4/5 Images running on Climbing Image NEB

Message

myless · #1 Post by **myless** » Thu May 18, 2023 1:37 pm

Hello,

I am trying to run a Climbing Image Nudged Elastic Band Tutorial that I found on github: https://github.com/drinwater/Nudged-Ela ... d-Tutorial.

Here is what I did:
0. made directories 00-06
1. I copied the POSCAR and OUTCAR files from 00 and 06 from the example run to my new folder's 00 and 06 directory
2. copied the INCAR and KPOINT files, created the POTCAR file using cat Pt N O > POTCAR
3. I used vtst's nebmake.pl command to produce the POSCARs for 01-05 (checked them to make sure no overlap)
4. edited the number of cores (I am running on a 40 core, 4 gpu node)
5. I then ran my slurm script (script included in the zip file).

When I run the code, only files 01, 02, 03, and 04 indicate they are running (I.e have files besides POSCAR in them).
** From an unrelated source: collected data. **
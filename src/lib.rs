//! Route manifest runtime.
//!
//! Maps URL patterns of a built single-page application to lazily loaded
//! page modules: a memoized loader per module, an ordered route table, and
//! the manifest that ties them to the build's static data.

pub mod config;
pub mod loader;
pub mod manifest;
pub mod navigation;
pub mod observability;
pub mod routing;

pub use config::ManifestConfig;
pub use loader::{LazyModule, LoadError, LoadPolicy};
pub use manifest::Manifest;
pub use navigation::{Navigator, ResolveError, ResolvedPage};
//! Manifest validation.
//!
//! # Responsibilities
//! - Semantic validation (serde handles syntactic)
//! - Check referential integrity (routes reference existing nodes)
//! - Check that every route pattern compiles and binds its params
//! - Detect duplicate route ids
//!
//! # Design Decisions
//! - Returns all validation errors, not just first
//! - Validation is pure function: ManifestConfig → Result<(), Vec<ValidationError>>
//! - Runs before a manifest is constructed, so navigation never sees a
//!   dangling node index

use std::collections::HashSet;

use regex::Regex;
use thiserror::Error;

use crate::config::schema::{ManifestConfig, NodeSlot};
use crate::routing::router::RouteDescriptor;

/// A semantic problem in a manifest description.
#[derive(Debug, Clone, PartialEq, Eq, Error)]
pub enum ValidationError {
    #[error("route {route}: {slot} references node {index}, but only {count} nodes exist")]
    NodeOutOfRange {
        route: String,
        slot: NodeSlot,
        index: usize,
        count: usize,
    },

    #[error("duplicate route id {0}")]
    DuplicateRoute(String),

    #[error("route {route}: {message}")]
    InvalidPattern { route: String, message: String },

    #[error("route {route}: pattern has {groups} capture groups but {params} params are declared")]
    ParamCountMismatch {
        route: String,
        groups: usize,
        params: usize,
    },

    #[error("route {route}: param `{param}` uses undeclared matcher `{matcher}`")]
    UnknownMatcher {
        route: String,
        param: String,
        matcher: String,
    },

    #[error("matcher `{name}` has an invalid pattern: {message}")]
    InvalidMatcher { name: String, message: String },

    #[error("client entry {0} is not listed in client imports")]
    MissingClientImport(String),

    #[error("MIME type for {0} is empty")]
    EmptyMimeType(String),

    #[error("{declared} nodes are declared but {supplied} loaders were supplied")]
    NodeCountMismatch { declared: usize, supplied: usize },
}

/// Where a manifest's parameter matchers come from.
#[derive(Debug, Clone, Copy, PartialEq, Eq)]
pub enum MatcherSource {
    /// The `matchers` table of the description; every matcher a route names
    /// must be declared there.
    Description,
    /// Supplied in code. Names are resolved at navigation time, where an
    /// unregistered one is reported as a missing matcher.
    External,
}

/// Validate a manifest description against the number of node loaders that
/// will back it.
pub fn validate_config(
    config: &ManifestConfig,
    node_count: usize,
) -> Result<(), Vec<ValidationError>> {
    validate_config_with(config, node_count, MatcherSource::Description)
}

/// [`validate_config`] for a manifest whose matchers come from `matchers`.
pub fn validate_config_with(
    config: &ManifestConfig,
    node_count: usize,
    matchers: MatcherSource,
) -> Result<(), Vec<ValidationError>> {
    let mut errors = Vec::new();
    let declared_matchers = matchers == MatcherSource::Description;

    if !config.nodes.is_empty() && config.nodes.len() != node_count {
        errors.push(ValidationError::NodeCountMismatch {
            declared: config.nodes.len(),
            supplied: node_count,
        });
    }

    if declared_matchers {
        for (name, pattern) in &config.matchers {
            if let Err(e) = Regex::new(pattern) {
                errors.push(ValidationError::InvalidMatcher {
                    name: name.clone(),
                    message: e.to_string(),
                });
            }
        }
    }

    let mut seen = HashSet::new();
    for route in &config.routes {
        if !seen.insert(route.id.as_str()) {
            errors.push(ValidationError::DuplicateRoute(route.id.clone()));
        }

        for (slot, index) in route.page.references() {
            if index >= node_count {
                errors.push(ValidationError::NodeOutOfRange {
                    route: route.id.clone(),
                    slot,
                    index,
                    count: node_count,
                });
            }
        }

        let descriptor = match RouteDescriptor::compile(route) {
            Ok(descriptor) => descriptor,
            Err(e) => {
                errors.push(ValidationError::InvalidPattern {
                    route: route.id.clone(),
                    message: e.to_string(),
                });
                continue;
            }
        };

        let groups = descriptor.pattern.captures_len() - 1;
        if groups != descriptor.params.len() {
            errors.push(ValidationError::ParamCountMismatch {
                route: route.id.clone(),
                groups,
                params: descriptor.params.len(),
            });
        }

        if !declared_matchers {
            continue;
        }
        for param in &descriptor.params {
            if let Some(matcher) = &param.matcher {
                if !config.matchers.contains_key(matcher) {
                    errors.push(ValidationError::UnknownMatcher {
                        route: route.id.clone(),
                        param: param.name.clone(),
                        matcher: matcher.clone(),
                    });
                }
            }
        }
    }

    let client = &config.client;
    for entry in [&client.start, &client.app] {
        if !entry.is_empty() && !client.imports.contains(entry) {
            errors.push(ValidationError::MissingClientImport(entry.clone()));
        }
    }

    for (extension, mime) in &config.mime_types {
        if mime.trim().is_empty() {
            errors.push(ValidationError::EmptyMimeType(extension.clone()));
        }
    }

    if errors.is_empty() {
        Ok(())
    } else {
        Err(errors)
    }
}
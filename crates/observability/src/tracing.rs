//! Tracing/logging initialization.
//!
//! Sweeps and the job executor log structured fields (`subscription_id`,
//! `sweep`, `job_id`); JSON output keeps those machine-readable for whatever
//! aggregates the process logs.

use tracing_subscriber::EnvFilter;

/// Initialize tracing/logging for the process.
///
/// Safe to call multiple times (subsequent calls are no-ops).
pub fn init() {
    // Default to info for the billing crates, warn elsewhere; RUST_LOG overrides.
    let filter = EnvFilter::try_from_default_env()
        .unwrap_or_else(|_| EnvFilter::new("warn,rebill_core=info,rebill_events=info,rebill_jobs=info,rebill_lifecycle=info"));

    let _ = tracing_subscriber::fmt()
        .with_env_filter(filter)
        .json()
        .with_timer(tracing_subscriber::fmt::time::SystemTime)
        .with_target(false)
        .try_init();
}
use chrono::{DateTime, Utc};
use serde::{Deserialize, Serialize};
use uuid::Uuid;

/// Envelope for a dispatched event.
///
/// Built by the dispatcher at emit time; carries the delivery metadata that is
/// not part of the domain payload. Envelopes are not persisted here; durable
/// event storage, if any, is a consumer's concern.
#[derive(Debug, Clone, PartialEq, Serialize, Deserialize)]
pub struct Envelope<E> {
    event_id: Uuid,
    /// Distinguishes production traffic from test/sandbox traffic.
    livemode: bool,
    occurred_at: DateTime<Utc>,
    payload: E,
}

impl<E> Envelope<E> {
    pub fn new(event_id: Uuid, livemode: bool, occurred_at: DateTime<Utc>, payload: E) -> Self {
        Self {
            event_id,
            livemode,
            occurred_at,
            payload,
        }
    }

    pub fn event_id(&self) -> Uuid {
        self.event_id
    }

    pub fn livemode(&self) -> bool {
        self.livemode
    }

    pub fn occurred_at(&self) -> DateTime<Utc> {
        self.occurred_at
    }

    pub fn payload(&self) -> &E {
        &self.payload
    }

    pub fn into_payload(self) -> E {
        self.payload
    }
}
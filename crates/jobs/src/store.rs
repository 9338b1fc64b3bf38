//! Job storage.

use std::cmp::Reverse;
use std::collections::HashMap;
use std::sync::{Arc, RwLock};

use chrono::{DateTime, Utc};

use super::types::{Job, JobId, JobStatus, JobTransitionError};

/// Job store abstraction.
pub trait JobStore: Send + Sync {
    /// Enqueue a new job.
    fn enqueue(&self, job: Job) -> Result<JobId, JobStoreError>;

    /// Get a job by ID.
    fn get(&self, job_id: JobId) -> Result<Option<Job>, JobStoreError>;

    /// Update a job.
    fn update(&self, job: &Job) -> Result<(), JobStoreError>;

    /// Claim the highest-priority ready job, marking it running.
    ///
    /// Ordering: `Critical > High > Normal > Low`, ties broken by
    /// `scheduled_at` ascending. Returns None when nothing is ready.
    fn claim_next(&self, now: DateTime<Utc>) -> Result<Option<Job>, JobStoreError>;

    /// List jobs, optionally filtered by status, oldest first.
    fn list_by_status(
        &self,
        status: Option<JobStatus>,
        limit: usize,
    ) -> Result<Vec<Job>, JobStoreError>;

    /// Cancel a job if it is not already terminal. Returns the stored job.
    fn cancel(&self, job_id: JobId, now: DateTime<Utc>) -> Result<Job, JobStoreError>;

    /// Get queue statistics.
    fn stats(&self) -> Result<JobStats, JobStoreError>;
}

/// Job store error.
#[derive(Debug, Clone, thiserror::Error)]
pub enum JobStoreError {
    #[error("job not found: {0}")]
    NotFound(JobId),
    #[error("job already exists: {0}")]
    AlreadyExists(JobId),
    #[error(transparent)]
    Transition(#[from] JobTransitionError),
    #[error("storage error: {0}")]
    Storage(String),
}

/// Queue statistics.
#[derive(Debug, Clone, Default, serde::Serialize)]
pub struct JobStats {
    pub pending: usize,
    pub scheduled: usize,
    pub running: usize,
    pub completed: usize,
    pub failed: usize,
    pub canceled: usize,
}

/// In-memory job store for tests/dev.
#[derive(Debug, Default)]
pub struct InMemoryJobStore {
    jobs: RwLock<HashMap<JobId, Job>>,
}

impl InMemoryJobStore {
    pub fn new() -> Self {
        Self::default()
    }

    pub fn arc() -> Arc<Self> {
        Arc::new(Self::new())
    }
}

impl JobStore for InMemoryJobStore {
    fn enqueue(&self, job: Job) -> Result<JobId, JobStoreError> {
        let mut jobs = self
            .jobs
            .write()
            .map_err(|_| JobStoreError::Storage("lock poisoned".to_string()))?;
        if jobs.contains_key(&job.id) {
            return Err(JobStoreError::AlreadyExists(job.id));
        }
        let id = job.id;
        jobs.insert(id, job);
        Ok(id)
    }

    fn get(&self, job_id: JobId) -> Result<Option<Job>, JobStoreError> {
        let jobs = self
            .jobs
            .read()
            .map_err(|_| JobStoreError::Storage("lock poisoned".to_string()))?;
        Ok(jobs.get(&job_id).cloned())
    }

    fn update(&self, job: &Job) -> Result<(), JobStoreError> {
        let mut jobs = self
            .jobs
            .write()
            .map_err(|_| JobStoreError::Storage("lock poisoned".to_string()))?;
        if !jobs.contains_key(&job.id) {
            return Err(JobStoreError::NotFound(job.id));
        }
        jobs.insert(job.id, job.clone());
        Ok(())
    }

    fn claim_next(&self, now: DateTime<Utc>) -> Result<Option<Job>, JobStoreError> {
        let mut jobs = self
            .jobs
            .write()
            .map_err(|_| JobStoreError::Storage("lock poisoned".to_string()))?;

        let next_id = jobs
            .values()
            .filter(|j| j.is_ready(now))
            .min_by_key(|j| (Reverse(j.priority), j.scheduled_at, j.created_at))
            .map(|j| j.id);

        if let Some(id) = next_id {
            if let Some(job) = jobs.get_mut(&id) {
                job.start(now)?;
                return Ok(Some(job.clone()));
            }
        }

        Ok(None)
    }

    fn list_by_status(
        &self,
        status: Option<JobStatus>,
        limit: usize,
    ) -> Result<Vec<Job>, JobStoreError> {
        let jobs = self
            .jobs
            .read()
            .map_err(|_| JobStoreError::Storage("lock poisoned".to_string()))?;
        let mut result: Vec<_> = jobs
            .values()
            .filter(|j| status.is_none_or(|s| j.status == s))
            .cloned()
            .collect();

        result.sort_by_key(|j| j.created_at);
        result.truncate(limit);
        Ok(result)
    }

    fn cancel(&self, job_id: JobId, now: DateTime<Utc>) -> Result<Job, JobStoreError> {
        let mut jobs = self
            .jobs
            .write()
            .map_err(|_| JobStoreError::Storage("lock poisoned".to_string()))?;
        let job = jobs.get_mut(&job_id).ok_or(JobStoreError::NotFound(job_id))?;
        job.cancel(now);
        Ok(job.clone())
    }

    fn stats(&self) -> Result<JobStats, JobStoreError> {
        let jobs = self
            .jobs
            .read()
            .map_err(|_| JobStoreError::Storage("lock poisoned".to_string()))?;

        let mut stats = JobStats::default();
        for job in jobs.values() {
            match job.status {
                JobStatus::Pending => stats.pending += 1,
                JobStatus::Scheduled => stats.scheduled += 1,
                JobStatus::Running => stats.running += 1,
                JobStatus::Completed => stats.completed += 1,
                JobStatus::Failed => stats.failed += 1,
                JobStatus::Canceled => stats.canceled += 1,
            }
        }
        Ok(stats)
    }
}

impl<S> JobStore for Arc<S>
where
    S: JobStore + ?Sized,
{
    fn enqueue(&self, job: Job) -> Result<JobId, JobStoreError> {
        (**self).enqueue(job)
    }

    fn get(&self, job_id: JobId) -> Result<Option<Job>, JobStoreError> {
        (**self).get(job_id)
    }

    fn update(&self, job: &Job) -> Result<(), JobStoreError> {
        (**self).update(job)
    }

    fn claim_next(&self, now: DateTime<Utc>) -> Result<Option<Job>, JobStoreError> {
        (**self).claim_next(now)
    }

    fn list_by_status(
        &self,
        status: Option<JobStatus>,
        limit: usize,
    ) -> Result<Vec<Job>, JobStoreError> {
        (**self).list_by_status(status, limit)
    }

    fn cancel(&self, job_id: JobId, now: DateTime<Utc>) -> Result<Job, JobStoreError> {
        (**self).cancel(job_id, now)
    }

    fn stats(&self) -> Result<JobStats, JobStoreError> {
        (**self).stats()
    }
}
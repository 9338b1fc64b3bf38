//! Type-indexed publish/subscribe dispatcher.
//!
//! ## Delivery model
//!
//! - Handlers are registered per event type (`on`, `once`) or as wildcards
//!   (`on_any`). On emit, type-specific handlers run first, wildcards after.
//! - `emit` runs every matching handler inline and sequentially before
//!   returning the envelope.
//! - `emit_detached` runs the same handler set on a background thread. The
//!   emitter does not wait for completion, but handler failures still reach
//!   the error callback; they are never silently dropped.
//! - A handler failure is routed to the configured error callback and never
//!   prevents the remaining handlers from running, nor the emit call from
//!   returning.
//!
//! ## Once semantics
//!
//! A `once` registration is removed from the registry under the lock, before
//! any handler runs. Two concurrent emits of the same type therefore cannot
//! both observe it; it fires exactly once.

use std::collections::HashMap;
use std::sync::atomic::{AtomicU64, Ordering};
use std::sync::{Arc, Mutex, mpsc};
use std::time::Duration;

use chrono::Utc;
use thiserror::Error;
use uuid::Uuid;

use crate::envelope::Envelope;
use crate::event::EventKind;

/// Default timeout for [`EventDispatcher::wait_for`].
pub const DEFAULT_WAIT_TIMEOUT: Duration = Duration::from_secs(30);

type Handler<E> = Arc<dyn Fn(&Envelope<E>) -> anyhow::Result<()> + Send + Sync>;
type ErrorCallback = Arc<dyn Fn(&'static str, &anyhow::Error) + Send + Sync>;

/// Opaque registration handle, usable with [`EventDispatcher::off`].
#[derive(Debug, Copy, Clone, PartialEq, Eq, Hash)]
pub struct HandlerId(u64);

/// Error from [`EventDispatcher::wait_for`].
#[derive(Debug, Error, Clone, PartialEq, Eq)]
pub enum WaitError {
    #[error("no matching event within {waited:?}")]
    Timeout { waited: Duration },
    #[error("dispatcher dropped while waiting")]
    Closed,
}

struct Registration<E> {
    id: HandlerId,
    once: bool,
    handler: Handler<E>,
}

/// Typed publish/subscribe dispatcher.
pub struct EventDispatcher<E> {
    livemode: bool,
    next_id: AtomicU64,
    by_type: Mutex<HashMap<&'static str, Vec<Registration<E>>>>,
    any: Mutex<Vec<Registration<E>>>,
    on_error: ErrorCallback,
}

impl<E> EventDispatcher<E>
where
    E: EventKind,
{
    pub fn new(livemode: bool) -> Self {
        Self {
            livemode,
            next_id: AtomicU64::new(1),
            by_type: Mutex::new(HashMap::new()),
            any: Mutex::new(Vec::new()),
            on_error: Arc::new(|event_type, error| {
                tracing::error!(event_type, error = %error, "event handler failed");
            }),
        }
    }

    /// Replace the default (log-only) error callback.
    pub fn with_error_callback(
        mut self,
        callback: impl Fn(&'static str, &anyhow::Error) + Send + Sync + 'static,
    ) -> Self {
        self.on_error = Arc::new(callback);
        self
    }

    pub fn livemode(&self) -> bool {
        self.livemode
    }

    /// Register a durable handler for one event type.
    pub fn on(
        &self,
        event_type: &'static str,
        handler: impl Fn(&Envelope<E>) -> anyhow::Result<()> + Send + Sync + 'static,
    ) -> HandlerId {
        self.register(event_type, false, handler)
    }

    /// Register a handler removed after its first invocation.
    pub fn once(
        &self,
        event_type: &'static str,
        handler: impl Fn(&Envelope<E>) -> anyhow::Result<()> + Send + Sync + 'static,
    ) -> HandlerId {
        self.register(event_type, true, handler)
    }

    /// Register a wildcard handler, invoked for every event type after the
    /// type-specific handlers.
    pub fn on_any(
        &self,
        handler: impl Fn(&Envelope<E>) -> anyhow::Result<()> + Send + Sync + 'static,
    ) -> HandlerId {
        let id = self.allocate_id();
        let mut any = self.any.lock().unwrap_or_else(|e| e.into_inner());
        any.push(Registration {
            id,
            once: false,
            handler: Arc::new(handler),
        });
        id
    }

    /// Deregister a handler. Returns false if it was already gone.
    pub fn off(&self, id: HandlerId) -> bool {
        {
            let mut by_type = self.by_type.lock().unwrap_or_else(|e| e.into_inner());
            for registrations in by_type.values_mut() {
                let before = registrations.len();
                registrations.retain(|r| r.id != id);
                if registrations.len() < before {
                    return true;
                }
            }
        }
        let mut any = self.any.lock().unwrap_or_else(|e| e.into_inner());
        let before = any.len();
        any.retain(|r| r.id != id);
        any.len() < before
    }

    /// Number of handlers currently registered for one event type.
    pub fn handler_count(&self, event_type: &str) -> usize {
        let by_type = self.by_type.lock().unwrap_or_else(|e| e.into_inner());
        by_type.get(event_type).map_or(0, Vec::len)
    }

    /// Construct the envelope and run all matching handlers inline.
    ///
    /// Handler errors go to the error callback; the envelope is always
    /// returned.
    pub fn emit(&self, payload: E) -> Envelope<E> {
        let event_type = payload.event_type();
        let envelope = self.envelope(payload);
        let handlers = self.collect(event_type);
        self.run(event_type, &envelope, &handlers);
        envelope
    }

    /// Construct the envelope, then run the matching handlers on a background
    /// thread without waiting for them. Failures still reach the error
    /// callback.
    pub fn emit_detached(&self, payload: E) -> Envelope<E> {
        let event_type = payload.event_type();
        let envelope = self.envelope(payload);
        let handlers = self.collect(event_type);

        let detached = envelope.clone();
        let on_error = Arc::clone(&self.on_error);
        std::thread::Builder::new()
            .name("event-dispatch".to_string())
            .spawn(move || {
                for handler in &handlers {
                    if let Err(error) = handler(&detached) {
                        on_error(event_type, &error);
                    }
                }
            })
            .expect("failed to spawn event dispatch thread");

        envelope
    }

    /// Block until the next event of the given type, up to
    /// [`DEFAULT_WAIT_TIMEOUT`].
    pub fn wait_for(&self, event_type: &'static str) -> Result<Envelope<E>, WaitError> {
        self.wait_for_within(event_type, DEFAULT_WAIT_TIMEOUT)
    }

    /// Block until the next event of the given type or the timeout elapses.
    ///
    /// The temporary listener is deregistered on timeout, so an abandoned
    /// wait leaves nothing behind.
    pub fn wait_for_within(
        &self,
        event_type: &'static str,
        timeout: Duration,
    ) -> Result<Envelope<E>, WaitError> {
        let (tx, rx) = mpsc::channel::<Envelope<E>>();
        let id = self.once(event_type, move |envelope| {
            let _ = tx.send(envelope.clone());
            Ok(())
        });

        match rx.recv_timeout(timeout) {
            Ok(envelope) => Ok(envelope),
            Err(mpsc::RecvTimeoutError::Timeout) => {
                self.off(id);
                Err(WaitError::Timeout { waited: timeout })
            }
            Err(mpsc::RecvTimeoutError::Disconnected) => {
                self.off(id);
                Err(WaitError::Closed)
            }
        }
    }

    fn allocate_id(&self) -> HandlerId {
        HandlerId(self.next_id.fetch_add(1, Ordering::Relaxed))
    }

    fn register(
        &self,
        event_type: &'static str,
        once: bool,
        handler: impl Fn(&Envelope<E>) -> anyhow::Result<()> + Send + Sync + 'static,
    ) -> HandlerId {
        let id = self.allocate_id();
        let mut by_type = self.by_type.lock().unwrap_or_else(|e| e.into_inner());
        by_type.entry(event_type).or_default().push(Registration {
            id,
            once,
            handler: Arc::new(handler),
        });
        id
    }

    fn envelope(&self, payload: E) -> Envelope<E> {
        Envelope::new(Uuid::now_v7(), self.livemode, Utc::now(), payload)
    }

    /// Snapshot the handlers for one dispatch: type-specific first, wildcards
    /// after. Once-registrations are removed here, under the lock.
    fn collect(&self, event_type: &str) -> Vec<Handler<E>> {
        let mut handlers = Vec::new();
        {
            let mut by_type = self.by_type.lock().unwrap_or_else(|e| e.into_inner());
            if let Some(registrations) = by_type.get_mut(event_type) {
                for r in registrations.iter() {
                    handlers.push(Arc::clone(&r.handler));
                }
                registrations.retain(|r| !r.once);
            }
        }
        {
            let any = self.any.lock().unwrap_or_else(|e| e.into_inner());
            for r in any.iter() {
                handlers.push(Arc::clone(&r.handler));
            }
        }
        handlers
    }

    fn run(&self, event_type: &'static str, envelope: &Envelope<E>, handlers: &[Handler<E>]) {
        for handler in handlers {
            if let Err(error) = handler(envelope) {
                (self.on_error)(event_type, &error);
            }
        }
    }
}

impl<E> core::fmt::Debug for EventDispatcher<E> {
    fn fmt(&self, f: &mut core::fmt::Formatter<'_>) -> core::fmt::Result {
        f.debug_struct("EventDispatcher")
            .field("livemode", &self.livemode)
            .finish_non_exhaustive()
    }
}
I made sure my NCORE was an integer multiple of IMAGES (NCORE = 40, IMAGES = 5), so I'm not entirely sure what is going on here.

Another issue, is the vasprun.xml file alone is 12MB for each folder. Would sharing my INCAR be enough? That's the only file I changed compared to the tutorial in the assets/NEB run/run1/ folder. I have attached my slurm file, INCAR, and output of nebef.pl for now, but can add anything else.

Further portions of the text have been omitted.